_What the exercise asks_
The required output is every line from the one with "pub fn render_import_report(report: &ImportReport)" through the final line of the data below, unchanged.

----

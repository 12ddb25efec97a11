pub mod claims;
pub mod listing;
pub mod polyline;
pub mod segment;
pub mod utils;

pub use claims::*;
pub use listing::*;
pub use segment::*;
pub use utils::*;
pub mod index;
pub mod segments;

use maud::{Markup, html};

use crate::error::AppError;

#[must_use]
pub fn render_error(err: &AppError) -> Markup {
    html! {
        div class="error" role="alert" {
            p { (err.to_string()) }
        }
    }
}
pub mod forms;
pub mod http_handlers;

use actix_web::web;

pub use http_handlers::OAUTH_STATE_KEY;

/// Registers every page, fragment and action route.
pub fn configure(cfg: &mut web::ServiceConfig) {
    use http_handlers as h;
    cfg.route("/", web::get().to(h::index))
        .route("/health", web::get().to(h::health))
        .route("/segments", web::get().to(h::segments_table))
        .route("/segments", web::post().to(h::create_segment))
        .route("/segments/{id}/claim", web::post().to(h::claim))
        .route("/segments/{id}/claim/clear", web::post().to(h::clear_claim))
        .route("/segments/{id}/crown", web::post().to(h::crown))
        .route("/segments/{id}/complete", web::post().to(h::toggle_complete))
        .route("/segments/{id}/delete", web::post().to(h::delete))
        .route("/segments/{id}/map", web::get().to(h::map))
        .route("/strava/import", web::post().to(h::strava_import))
        .route("/strava/connect", web::get().to(h::strava_connect))
        .route("/strava/callback", web::get().to(h::strava_callback));
}
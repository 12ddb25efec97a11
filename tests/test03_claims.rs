use segment_board::controller::strava::{StravaAthlete, StravaToken};
use segment_board::model::{ClaimStore, STRAVA_TOKEN_KEY, Segment, overlay_claims};

#[test]
fn test_claim_clear_and_reclaim() -> Result<(), Box<dyn std::error::Error>> {
    let store = ClaimStore::open_in_memory()?;
    assert_eq!(store.get_claim(7)?, None);

    assert_eq!(store.set_claim(7, "  Sam ")?, Some("Sam".to_string()));
    assert_eq!(store.get_claim(7)?.as_deref(), Some("Sam"));

    // Last write wins.
    store.set_claim(7, "Alex")?;
    assert_eq!(store.get_claim(7)?.as_deref(), Some("Alex"));

    assert!(store.clear_claim(7)?);
    assert!(!store.clear_claim(7)?, "clearing twice is a no-op");
    assert_eq!(store.get_claim(7)?, None);

    assert_eq!(store.set_claim(7, "   ")?, None);
    assert!(store.all_claims()?.is_empty());
    Ok(())
}

#[test]
fn test_claims_persist_across_reopen() -> Result<(), Box<dyn std::error::Error>> {
    let dir = tempfile::tempdir()?;
    let path = dir.path().join("claims.sqlite3");

    {
        let store = ClaimStore::open(&path)?;
        store.set_claim(1, "Sam")?;
        store.set_claim(2, "Alex")?;
        store.put_json(
            STRAVA_TOKEN_KEY,
            &StravaToken {
                access_token: "a".into(),
                refresh_token: "r".into(),
                expires_at: 1_700_000_000,
                athlete: Some(StravaAthlete {
                    id: 9,
                    firstname: Some("Sam".into()),
                    lastname: None,
                }),
            },
        )?;
    }

    let store = ClaimStore::open(&path)?;
    let claims = store.all_claims()?;
    assert_eq!(claims.len(), 2, "the token is not a claim");
    assert_eq!(claims.get(&2).map(String::as_str), Some("Alex"));

    let token: StravaToken = store.get_json(STRAVA_TOKEN_KEY)?.ok_or("token missing")?;
    assert_eq!(token.refresh_token, "r");
    assert_eq!(token.athlete.map(|a| a.display_name()).as_deref(), Some("Sam"));
    Ok(())
}

#[test]
fn test_cached_claims_override_server() -> Result<(), Box<dyn std::error::Error>> {
    let store = ClaimStore::open_in_memory()?;
    store.set_claim(1, "local")?;

    let mut segments = vec![
        Segment {
            id: 1,
            name: "a".into(),
            claim: Some("server".into()),
            ..Segment::default()
        },
        Segment {
            id: 2,
            name: "b".into(),
            claim: Some("server".into()),
            ..Segment::default()
        },
    ];
    overlay_claims(&mut segments, &store.all_claims()?);
    assert_eq!(segments[0].claim.as_deref(), Some("local"));
    assert_eq!(segments[1].claim.as_deref(), Some("server"));
    Ok(())
}

#[test]
fn test_unsynced_clear_hides_server_claim() -> Result<(), Box<dyn std::error::Error>> {
    let store = ClaimStore::open_in_memory()?;
    store.set_claim(1, "local")?;
    store.mark_cleared(1)?;
    assert_eq!(store.get_claim(1)?, None);

    let mut segments = vec![Segment {
        id: 1,
        name: "a".into(),
        claim: Some("server".into()),
        ..Segment::default()
    }];
    overlay_claims(&mut segments, &store.all_claims()?);
    assert_eq!(segments[0].claim, None);

    assert!(store.clear_claim(1)?);
    assert!(store.all_claims()?.is_empty());
    Ok(())
}
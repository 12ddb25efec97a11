use maud::{Markup, html};

use super::utils::action_url;
use crate::controller::strava::ImportReport;
use crate::model::{Segment, TableState, format_duration};

#[must_use]
pub fn render_new_segment_form() -> Markup {
    html! {
        details class="new-segment" {
            summary { "Add a segment" }
            form hx-post="segments" hx-include=".segment-filter" hx-target="#segments" hx-swap="innerHTML" {
                label { "Name " input type="text" name="name" required; }
                label { "Distance (km) " input type="number" name="distance_km" step="0.01" min="0"; }
                label { "Elevation gain (m) " input type="number" name="elevation_gain" step="1"; }
                label { "Elevation loss (m) " input type="number" name="elevation_loss" step="1"; }
                label { "Difficulty " input type="text" name="difficulty"; }
                label { "Crown holder " input type="text" name="crown_holder"; }
                label { "Crown time " input type="text" name="crown_time" placeholder="5:23"; }
                label { "PB time " input type="text" name="pb_time" placeholder="6:10"; }
                label { "PB attempts " input type="number" name="pb_attempts" min="0"; }
                label { "Attempts " input type="number" name="attempts" min="0"; }
                label { "Last attempt " input type="date" name="last_attempt_date"; }
                label { "Strava URL " input type="url" name="strava_url"; }
                label { "Encoded polyline " input type="text" name="polyline"; }
                label { "Start latitude " input type="number" name="start_latitude" step="any"; }
                label { "Start longitude " input type="number" name="start_longitude" step="any"; }
                button type="submit" { "Add" }
            }
        }
    }
}

#[must_use]
pub fn render_crown_form(segment: &Segment, state: &TableState) -> Markup {
    let crown_time = segment
        .crown_time
        .map(|t| format_duration(Some(t)))
        .unwrap_or_default();
    let crown_date = segment
        .crown_date
        .map(|d| d.format("%Y-%m-%d").to_string())
        .unwrap_or_default();
    html! {
        form class="crown-form" hx-post=(action_url(segment.id, "crown", state)) hx-target="#segments" hx-swap="innerHTML" {
            input type="text" name="crown_holder" placeholder="Holder" value=(segment.crown_holder.clone().unwrap_or_default());
            input type="date" name="crown_date" value=(crown_date);
            input type="text" name="crown_time" placeholder="5:23" value=(crown_time);
            input type="text" name="crown_pace" placeholder="pace m:ss /km (optional)";
            button type="submit" { "Save crown" }
        }
    }
}

#[must_use]
pub fn render_import_report(report: &ImportReport) -> Markup {
    html! {
        div class="import-report" {
            p {
                "Imported " (report.imported.len())
                ", skipped " (report.skipped.len()) " already tracked"
                @if !report.failed.is_empty() {
                    ", " (report.failed.len()) " failed"
                }
                "."
            }
            @if !report.imported.is_empty() {
                ul class="imported" {
                    @for name in &report.imported { li { (name) } }
                }
            }
            @if !report.failed.is_empty() {
                ul class="failed" {
                    @for (name, reason) in &report.failed { li { (name) ": " (reason) } }
                }
            }
        }
    }
}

----

_Expected output_
pub fn render_import_report(report: &ImportReport) -> Markup {
    html! {
        div class="import-report" {
            p {
                "Imported " (report.imported.len())
                ", skipped " (report.skipped.len()) " already tracked"
                @if !report.failed.is_empty() {
                    ", " (report.failed.len()) " failed"
                }
                "."
            }
            @if !report.imported.is_empty() {
                ul class="imported" {
                    @for name in &report.imported { li { (name) } }
                }
            }
            @if !report.failed.is_empty() {
                ul class="failed" {
                    @for (name, reason) in &report.failed { li { (name) ": " (reason) } }
                }
            }
        }
    }
}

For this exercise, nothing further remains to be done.